Irene memejamkan matanya lalu mencoba (lagi) menikmati angin yang menerpa wajahnya, mencoba rileks dengan semua emosinya. Tenaaang.
Saat matanya terbuka dia liat Mino udah duduk didepan rumahnya dengan macbook didepannya, iphone 7+ yang tergeletak berjejer dengan kameranya, lalu iphone X ditangannya. Tangan kanannya sibuk menggeser kursor dan mengetik sesuatu di macbooknya sedangkan tangan kirinya memegang iphonenya, terlihat sibuk menelfon seseorang.
"Tuh liat, dia ribet banget sih. Kalo sibuk kenapa ngga balik ke Paris aja? Gue juga ngga butuh ditemenin"
Irene mengambil tumpukan kertas sketsa yang kosong, tangannya kemudian disibukkan menggambar di puluhan lembar kertas tersebut. Sampai dia ngga sadar dia udah menghabiskan siangnya disana. Sesekali dia melirik ke arah Mino yang kini sibuk dengan kameranya.
Tiba tiba Irene terlonjak kaget saat kamera Mino mengarah kepadanya.
"Siaalll. Aduuh dia liat gue ngga ya?" Irene buru buru pindah tempat buat sembunyi dari Mino. "Kalo dia liat gue trus mikir yang aneh aneh gimana coba?"Irene membulatkan matanya "Heey, ngapain juga gue pusing mikirin pendapat dia sih.
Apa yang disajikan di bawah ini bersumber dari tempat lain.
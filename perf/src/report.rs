use crate::{BenchResult, compute_stats};
use basalt_perf_recorder::{PerfRecorder, PerfStage};

/// Writer-side stages, outermost last.
pub const WRITER_STAGES: [PerfStage; 3] =
    [PerfStage::RegionWrite, PerfStage::SignalWait, PerfStage::StreamWrite];

/// Reader-side stages, outermost last.
pub const READER_STAGES: [PerfStage; 3] =
    [PerfStage::RegionRead, PerfStage::SignalWait, PerfStage::StreamRead];

/// Convert PerfRecorder stage samples into BenchResults.
pub fn stage_results(recorder: &PerfRecorder) -> Vec<BenchResult> {
    let mut out = Vec::new();
    for stage in PerfStage::ALL {
        let mut samples: Vec<u64> = recorder.samples(stage).to_vec();
        if samples.is_empty() {
            continue;
        }
        out.push(BenchResult {
            name: stage.name().to_string(),
            unit: "ns".to_string(),
            stats: compute_stats(&mut samples),
        });
    }
    out
}

pub fn print_stage_table(recorder: &PerfRecorder, stages: &[PerfStage]) {
    println!(
        "  {:<20} {:>8} {:>8} {:>8} {:>8} {:>8} {:>8}",
        "Stage", "p50", "p90", "p99", "p99.9", "max", "count"
    );
    println!("  {}", "\u{2500}".repeat(78));

    for &stage in stages {
        let mut samples = recorder.samples(stage).to_vec();
        if samples.is_empty() {
            continue;
        }
        let stats = compute_stats(&mut samples);
        println!(
            "  {:<20} {:>8} {:>8} {:>8} {:>8} {:>8} {:>8}",
            stage.name(),
            stats.p50,
            stats.p90,
            stats.p99,
            stats.p999,
            stats.max,
            stats.count
        );
    }
}

pub fn print_writer_report(recorder: &PerfRecorder) {
    println!("\n  Writer Per-Stage Timing (ns):\n");
    print_stage_table(recorder, &WRITER_STAGES);
}

pub fn print_reader_report(recorder: &PerfRecorder) {
    println!("\n  Reader Per-Stage Timing (ns):\n");
    print_stage_table(recorder, &READER_STAGES);
}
Ugh!" Detik berikutnya mata Irene udah mau copot aja setelah melihat puluhan kertas sketsa nya. "GEZZZ, APAAN INI. IRENE BEGO. Jadi dari tadi gue gambar dia? Aaarrgh"
Irene buru buru menyembunyikan puluhan kertas tersebut lalu bersiap mau turun. Sebelumnya dia liat salah satu gambarnya, lalu bergumam "Yaa, sebenernya dia lumayan. Cuma nyebelin"
***
"Suho, bego! Lo dengerin gue ngga sih" Irene kesal dan hampir melempar garpunya.
"Iya, Suho" ulang Mino "Mantan lo itu kan? Beda berapa huruf doang sama Sehun"
"Ya beda jauh laah! Lo bego banget sih, jumlah hurufnya aja beda. Sebenernya lo dari tadi dengerin gue ngga sih!"
Mino mengangkat bahunya, terlihat ngga peduli. "Tenang aja, Suho pasti udah bahagia kok sekarang"
"Kenapa?" Irene ingin tau.
"Karena dia udah terlepas dari lo. Pfftt" Mino mencoba menahan tawanya.
"Maksud lo apa!"
"Ya ampun muka lo Rene tegang gitu. Hahaha gue bercanda kok" Mino meraih gelas disampingnya. "Tapi lo beneran bisa masak ternyata"
Muka Irene merah padam. Malu, kecewa, dan marah banget. Dia pikir Mino ngga bakal sejahat itu, ternyata dia salah. Musuh tetaplah musuh. Mino anggap dia apa daritadi? Lelucon?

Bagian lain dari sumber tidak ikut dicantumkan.